The first step in this process is transcription, in which the genetic information in a molecule of DNA is used as a template, or pattern, to generate a molecule of RNA. The term “transcription” is used because it emphasizes that both molecules use the same language of nucleic acids. Transcription is the first step in gene expression, which is the production of a functional gene product. The second step in the readout of genetic information is translation, in which a molecule of RNA is used as a code for the sequence of amino acids in a protein. The term “translation” is used to indicate a change of languages, from nucleotides that make up nucleic acids to amino acids that make up proteins.
The processes of transcription and translation are regulated, meaning that they do not occur at all times in all cells. Genes are expressed, or turned “on,” only at certain times and places, and not expressed, or turned “off,” at other times and places.

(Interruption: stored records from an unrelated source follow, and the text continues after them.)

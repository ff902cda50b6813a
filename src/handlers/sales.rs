use axum::{
    extract::{Path, Query, State},
    response::{Json, Response},
    routing::{get, patch, post},
    Router,
};
use uuid::Uuid;

use super::common::{created_response, DeletedWithStock, PaginationParams};
use crate::{
    auth::{require_edit, AuthUser, Resource},
    entities::sale_item,
    errors::ServiceError,
    services::{
        demand_coordinator::{DemandOutcome, DemandPatch, NewSaleItem},
        sales::{CreateSaleRequest, SaleDetail, UpdateSaleRequest},
    },
    ApiResult, AppState,
};

pub fn sale_routes() -> Router<AppState> {
    Router::new()
        .route("/", get(list_sales).post(create_sale))
        .route("/:id", get(get_sale).patch(update_sale).delete(delete_sale))
        .route("/:id/items", post(add_sale_item))
}

pub fn sale_item_routes() -> Router<AppState> {
    Router::new().route("/:id", patch(update_sale_item).delete(delete_sale_item))
}

/// Record a sale and take every line from stock
#[utoipa::path(
    post,
    path = "/api/v1/sales",
    request_body = CreateSaleRequest,
    responses(
        (status = 201, description = "Sale created", body = SaleDetail),
        (status = 400, description = "Invalid request", body = crate::errors::ErrorResponse),
        (status = 403, description = "Not allowed", body = crate::errors::ErrorResponse),
        (status = 422, description = "Insufficient stock", body = crate::errors::ErrorResponse)
    ),
    tag = "sales"
)]
pub async fn create_sale(
    State(state): State<AppState>,
    user: AuthUser,
    Json(payload): Json<CreateSaleRequest>,
) -> Result<Response, ServiceError> {
    require_edit(&user, Resource::Sale)?;
    let sale = state.services.sales.create(payload).await?;
    Ok(created_response(sale))
}

/// List sales, newest first
#[utoipa::path(
    get,
    path = "/api/v1/sales",
    params(PaginationParams),
    responses((status = 200, description = "Sales page", body = Vec<SaleDetail>)),
    tag = "sales"
)]
pub async fn list_sales(
    State(state): State<AppState>,
    Query(page): Query<PaginationParams>,
) -> ApiResult<Vec<SaleDetail>> {
    Ok(Json(
        state
            .services
            .sales
            .list(page.limit(), page.offset())
            .await?,
    ))
}

#[utoipa::path(
    get,
    path = "/api/v1/sales/{id}",
    params(("id" = Uuid, Path, description = "Sale ID")),
    responses(
        (status = 200, description = "Sale with its lines", body = SaleDetail),
        (status = 404, description = "Sale not found", body = crate::errors::ErrorResponse)
    ),
    tag = "sales"
)]
pub async fn get_sale(State(state): State<AppState>, Path(id): Path<Uuid>) -> ApiResult<SaleDetail> {
    Ok(Json(state.services.sales.get(id).await?))
}

/// Edit the header and replace, adjust or drop lines in one transaction
#[utoipa::path(
    patch,
    path = "/api/v1/sales/{id}",
    params(("id" = Uuid, Path, description = "Sale ID")),
    request_body = UpdateSaleRequest,
    responses(
        (status = 200, description = "Sale updated", body = SaleDetail),
        (status = 404, description = "Sale or line not found", body = crate::errors::ErrorResponse),
        (status = 409, description = "Concurrent modification", body = crate::errors::ErrorResponse),
        (status = 422, description = "Insufficient stock", body = crate::errors::ErrorResponse)
    ),
    tag = "sales"
)]
pub async fn update_sale(
    State(state): State<AppState>,
    user: AuthUser,
    Path(id): Path<Uuid>,
    Json(payload): Json<UpdateSaleRequest>,
) -> ApiResult<SaleDetail> {
    require_edit(&user, Resource::Sale)?;
    Ok(Json(state.services.sales.update(id, payload).await?))
}

/// Delete a sale and give every line back to stock
#[utoipa::path(
    delete,
    path = "/api/v1/sales/{id}",
    params(("id" = Uuid, Path, description = "Sale ID")),
    responses(
        (status = 200, description = "Sale deleted", body = DeletedWithStock),
        (status = 404, description = "Sale not found", body = crate::errors::ErrorResponse),
        (status = 409, description = "Sale has deliveries", body = crate::errors::ErrorResponse)
    ),
    tag = "sales"
)]
pub async fn delete_sale(
    State(state): State<AppState>,
    user: AuthUser,
    Path(id): Path<Uuid>,
) -> ApiResult<DeletedWithStock> {
    require_edit(&user, Resource::Sale)?;
    let stock = state.services.sales.delete(id).await?;
    Ok(Json(DeletedWithStock { id, stock }))
}

/// Add one line to an existing sale
#[utoipa::path(
    post,
    path = "/api/v1/sales/{id}/items",
    params(("id" = Uuid, Path, description = "Sale ID")),
    request_body = NewSaleItem,
    responses(
        (status = 201, description = "Line added", body = DemandOutcome<sale_item::Model>),
        (status = 404, description = "Sale or item not found", body = crate::errors::ErrorResponse),
        (status = 422, description = "Insufficient stock", body = crate::errors::ErrorResponse)
    ),
    tag = "sales"
)]
pub async fn add_sale_item(
    State(state): State<AppState>,
    user: AuthUser,
    Path(sale_id): Path<Uuid>,
    Json(payload): Json<NewSaleItem>,
) -> Result<Response, ServiceError> {
    require_edit(&user, Resource::Sale)?;
    let outcome = state
        .services
        .coordinator
        .create_sale_item(sale_id, payload)
        .await?;
    Ok(created_response(outcome))
}

/// Change the quantity or price of one line
#[utoipa::path(
    patch,
    path = "/api/v1/sale-items/{id}",
    params(("id" = Uuid, Path, description = "Sale item ID")),
    request_body = DemandPatch,
    responses(
        (status = 200, description = "Line updated", body = DemandOutcome<sale_item::Model>),
        (status = 404, description = "Line not found", body = crate::errors::ErrorResponse),
        (status = 422, description = "Insufficient stock", body = crate::errors::ErrorResponse)
    ),
    tag = "sales"
)]
pub async fn update_sale_item(
    State(state): State<AppState>,
    user: AuthUser,
    Path(id): Path<Uuid>,
    Json(payload): Json<DemandPatch>,
) -> ApiResult<DemandOutcome<sale_item::Model>> {
    require_edit(&user, Resource::Sale)?;
    Ok(Json(
        state
            .services
            .coordinator
            .update_sale_item(id, payload)
            .await?,
    ))
}

/// Remove one line and restore its quantity
#[utoipa::path(
    delete,
    path = "/api/v1/sale-items/{id}",
    params(("id" = Uuid, Path, description = "Sale item ID")),
    responses(
        (status = 200, description = "Line removed", body = DemandOutcome<sale_item::Model>),
        (status = 404, description = "Line not found", body = crate::errors::ErrorResponse)
    ),
    tag = "sales"
)]
pub async fn delete_sale_item(
    State(state): State<AppState>,
    user: AuthUser,
    Path(id): Path<Uuid>,
) -> ApiResult<DemandOutcome<sale_item::Model>> {
    require_edit(&user, Resource::Sale)?;
    Ok(Json(state.services.coordinator.delete_sale_item(id).await?))
}
//! Read-time stock figures derived from live demand records.
//!
//! Nothing here is stored; every view is recomputed from `sale_items`,
//! `lease_part_inquiries` and `lease_acc_inquiries` on each call.

use std::collections::HashMap;
use std::sync::Arc;

use chrono::{DateTime, Utc};
use sea_orm::sea_query::Expr;
use sea_orm::{
    ColumnTrait, ConnectionTrait, DatabaseConnection, EntityTrait, FromQueryResult, JoinType,
    QueryFilter, QuerySelect, RelationTrait,
};
use serde::{Deserialize, Serialize};
use tracing::{info, instrument, warn};
use utoipa::ToSchema;
use uuid::Uuid;

use super::stock_ledger::not_found;
use crate::entities::{
    accessory, lease_acc_inquiry, lease_contract, lease_part_inquiry, part, sale_item, ItemKind,
    ItemRef,
};
use crate::errors::ServiceError;

/// Counter and ledger figures for one part or accessory
#[derive(Debug, Clone, PartialEq, Eq, Serialize, Deserialize, ToSchema)]
pub struct StockView {
    pub item_id: Uuid,
    pub kind: ItemKind,
    pub initial_quantity: i32,
    pub quantity: i32,
    pub status: String,
    /// Units on active leases
    pub leased_quantity: i64,
    pub sold_quantity: i64,
    /// `initial_quantity - leased_quantity - sold_quantity`; may be negative
    pub available_quantity: i64,
}

#[derive(Debug, Clone, PartialEq, Eq, Serialize, Deserialize, ToSchema)]
pub struct Discrepancy {
    pub item_id: Uuid,
    pub kind: ItemKind,
    pub name: String,
    pub initial_quantity: i32,
    pub quantity: i32,
    pub expected_quantity: i64,
    /// `quantity - expected_quantity`
    pub difference: i64,
}

/// Parts and accessories whose counter disagrees with their demand records
#[derive(Debug, Clone, Serialize, Deserialize, ToSchema)]
pub struct ReconciliationReport {
    pub generated_at: DateTime<Utc>,
    pub items_checked: usize,
    pub discrepancies: Vec<Discrepancy>,
}

impl ReconciliationReport {
    pub fn is_consistent(&self) -> bool {
        self.discrepancies.is_empty()
    }
}

#[derive(Debug, FromQueryResult)]
struct QuantityTotal {
    total: Option<i64>,
}

fn divisible_only(item: ItemRef) -> Result<(), ServiceError> {
    if item.kind == ItemKind::Machine {
        return Err(ServiceError::ValidationError(
            "Stock views are kept for parts and accessories only".to_string(),
        ));
    }
    Ok(())
}

/// Units of `item` committed to leases that are still active.
pub async fn leased_quantity<C>(conn: &C, item: ItemRef) -> Result<i64, ServiceError>
where
    C: ConnectionTrait,
{
    divisible_only(item)?;
    let total = match item.kind {
        ItemKind::Part => {
            lease_part_inquiry::Entity::find()
                .select_only()
                .column_as(
                    Expr::col((
                        lease_part_inquiry::Entity,
                        lease_part_inquiry::Column::Quantity,
                    ))
                    .sum(),
                    "total",
                )
                .join(
                    JoinType::InnerJoin,
                    lease_part_inquiry::Relation::LeaseContract.def(),
                )
                .filter(lease_part_inquiry::Column::PartId.eq(item.id))
                .filter(lease_contract::Column::IsActive.eq(true))
                .into_model::<QuantityTotal>()
                .one(conn)
                .await
        }
        _ => {
            lease_acc_inquiry::Entity::find()
                .select_only()
                .column_as(
                    Expr::col((
                        lease_acc_inquiry::Entity,
                        lease_acc_inquiry::Column::Quantity,
                    ))
                    .sum(),
                    "total",
                )
                .join(
                    JoinType::InnerJoin,
                    lease_acc_inquiry::Relation::LeaseContract.def(),
                )
                .filter(lease_acc_inquiry::Column::AccessoryId.eq(item.id))
                .filter(lease_contract::Column::IsActive.eq(true))
                .into_model::<QuantityTotal>()
                .one(conn)
                .await
        }
    }
    .map_err(ServiceError::db_error)?;

    Ok(total.and_then(|t| t.total).unwrap_or(0))
}

/// Units of `item` on sale lines.
pub async fn sold_quantity<C>(conn: &C, item: ItemRef) -> Result<i64, ServiceError>
where
    C: ConnectionTrait,
{
    divisible_only(item)?;
    let column = match item.kind {
        ItemKind::Part => sale_item::Column::PartId,
        _ => sale_item::Column::AccessoryId,
    };

    let total = sale_item::Entity::find()
        .select_only()
        .column_as(Expr::col(sale_item::Column::Quantity).sum(), "total")
        .filter(column.eq(item.id))
        .into_model::<QuantityTotal>()
        .one(conn)
        .await
        .map_err(ServiceError::db_error)?;

    Ok(total.and_then(|t| t.total).unwrap_or(0))
}

/// `initial_quantity - leased - sold`.
pub async fn available_quantity<C>(conn: &C, item: ItemRef) -> Result<i64, ServiceError>
where
    C: ConnectionTrait,
{
    Ok(stock_view(conn, item).await?.available_quantity)
}

pub async fn stock_view<C>(conn: &C, item: ItemRef) -> Result<StockView, ServiceError>
where
    C: ConnectionTrait,
{
    divisible_only(item)?;
    let (initial_quantity, quantity, status) = match item.kind {
        ItemKind::Part => part::Entity::find_by_id(item.id)
            .one(conn)
            .await
            .map_err(ServiceError::db_error)?
            .map(|p| (p.initial_quantity, p.quantity, p.status)),
        _ => accessory::Entity::find_by_id(item.id)
            .one(conn)
            .await
            .map_err(ServiceError::db_error)?
            .map(|a| (a.initial_quantity, a.quantity, a.status)),
    }
    .ok_or_else(|| not_found(item.kind, item.id))?;

    let leased_quantity = leased_quantity(conn, item).await?;
    let sold_quantity = sold_quantity(conn, item).await?;

    Ok(StockView {
        item_id: item.id,
        kind: item.kind,
        initial_quantity,
        quantity,
        status,
        leased_quantity,
        sold_quantity,
        available_quantity: i64::from(initial_quantity) - leased_quantity - sold_quantity,
    })
}

/// Per-item totals of a grouped `SUM(quantity)`
fn totals(rows: Vec<(Uuid, i64)>) -> HashMap<Uuid, i64> {
    rows.into_iter().collect()
}

/// Compares every counter with `initial - all lease rows - sold`.
///
/// Lease rows count whether or not their contract is still active: closing a
/// lease does not put parts back on the shelf.
pub async fn reconcile<C>(
    conn: &C,
    kind: Option<ItemKind>,
) -> Result<ReconciliationReport, ServiceError>
where
    C: ConnectionTrait,
{
    let mut discrepancies = Vec::new();
    let mut items_checked = 0usize;

    if kind.map_or(true, |k| k == ItemKind::Part) {
        let leased = totals(
            lease_part_inquiry::Entity::find()
                .select_only()
                .column(lease_part_inquiry::Column::PartId)
                .column_as(Expr::col(lease_part_inquiry::Column::Quantity).sum(), "total")
                .group_by(lease_part_inquiry::Column::PartId)
                .into_tuple::<(Uuid, i64)>()
                .all(conn)
                .await
                .map_err(ServiceError::db_error)?,
        );
        let sold = totals(
            sale_item::Entity::find()
                .select_only()
                .column(sale_item::Column::PartId)
                .column_as(Expr::col(sale_item::Column::Quantity).sum(), "total")
                .filter(sale_item::Column::PartId.is_not_null())
                .group_by(sale_item::Column::PartId)
                .into_tuple::<(Uuid, i64)>()
                .all(conn)
                .await
                .map_err(ServiceError::db_error)?,
        );

        for p in part::Entity::find()
            .all(conn)
            .await
            .map_err(ServiceError::db_error)?
        {
            items_checked += 1;
            let expected = i64::from(p.initial_quantity)
                - leased.get(&p.id).copied().unwrap_or(0)
                - sold.get(&p.id).copied().unwrap_or(0);
            if expected != i64::from(p.quantity) {
                discrepancies.push(Discrepancy {
                    item_id: p.id,
                    kind: ItemKind::Part,
                    name: p.part_name,
                    initial_quantity: p.initial_quantity,
                    quantity: p.quantity,
                    expected_quantity: expected,
                    difference: i64::from(p.quantity) - expected,
                });
            }
        }
    }

    if kind.map_or(true, |k| k == ItemKind::Accessory) {
        let leased = totals(
            lease_acc_inquiry::Entity::find()
                .select_only()
                .column(lease_acc_inquiry::Column::AccessoryId)
                .column_as(Expr::col(lease_acc_inquiry::Column::Quantity).sum(), "total")
                .group_by(lease_acc_inquiry::Column::AccessoryId)
                .into_tuple::<(Uuid, i64)>()
                .all(conn)
                .await
                .map_err(ServiceError::db_error)?,
        );
        let sold = totals(
            sale_item::Entity::find()
                .select_only()
                .column(sale_item::Column::AccessoryId)
                .column_as(Expr::col(sale_item::Column::Quantity).sum(), "total")
                .filter(sale_item::Column::AccessoryId.is_not_null())
                .group_by(sale_item::Column::AccessoryId)
                .into_tuple::<(Uuid, i64)>()
                .all(conn)
                .await
                .map_err(ServiceError::db_error)?,
        );

        for a in accessory::Entity::find()
            .all(conn)
            .await
            .map_err(ServiceError::db_error)?
        {
            items_checked += 1;
            let expected = i64::from(a.initial_quantity)
                - leased.get(&a.id).copied().unwrap_or(0)
                - sold.get(&a.id).copied().unwrap_or(0);
            if expected != i64::from(a.quantity) {
                discrepancies.push(Discrepancy {
                    item_id: a.id,
                    kind: ItemKind::Accessory,
                    name: a.acc_name,
                    initial_quantity: a.initial_quantity,
                    quantity: a.quantity,
                    expected_quantity: expected,
                    difference: i64::from(a.quantity) - expected,
                });
            }
        }
    }

    Ok(ReconciliationReport {
        generated_at: Utc::now(),
        items_checked,
        discrepancies,
    })
}

/// Service wrapper used by the HTTP layer
#[derive(Clone)]
pub struct StockAggregator {
    db: Arc<DatabaseConnection>,
}

impl StockAggregator {
    pub fn new(db: Arc<DatabaseConnection>) -> Self {
        Self { db }
    }

    #[instrument(skip(self))]
    pub async fn stock_view(&self, item: ItemRef) -> Result<StockView, ServiceError> {
        stock_view(&*self.db, item).await
    }

    #[instrument(skip(self))]
    pub async fn reconcile(
        &self,
        kind: Option<ItemKind>,
    ) -> Result<ReconciliationReport, ServiceError> {
        let report = reconcile(&*self.db, kind).await?;
        if report.is_consistent() {
            info!(items = report.items_checked, "stock counters reconcile");
        } else {
            warn!(
                items = report.items_checked,
                discrepancies = report.discrepancies.len(),
                "stock counters disagree with demand records"
            );
        }
        Ok(report)
    }
}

In multicellular organisms, for instance, cells are specialized for certain functions, and these different functions depend on which genes are on and which genes are off in specific cells. Muscle cells express genes that encode for proteins involved in muscle contraction, but these genes are not expressed in skin cells or liver cells, for example. Similarly, during development of a multicellular organism, genes may be required at certain times, but not at others. In this case, the timing of expression is carefully controlled.
In prokaryotes, transcription and translation occur in the cytoplasm, but in eukaryotes, the two processes are separated from each other, with transcription occurring in the nucleus and translation in the cytoplasm. The separation of transcription and translation in time and space in eukaryotic cells allows for additional levels of gene regulation that are not possible in prokaryotic cells. In spite of this and other differences in the details of transcription and translation between prokaryotes and eukaryotes, the processes are sufficiently similar that they must have evolved early in the history of life.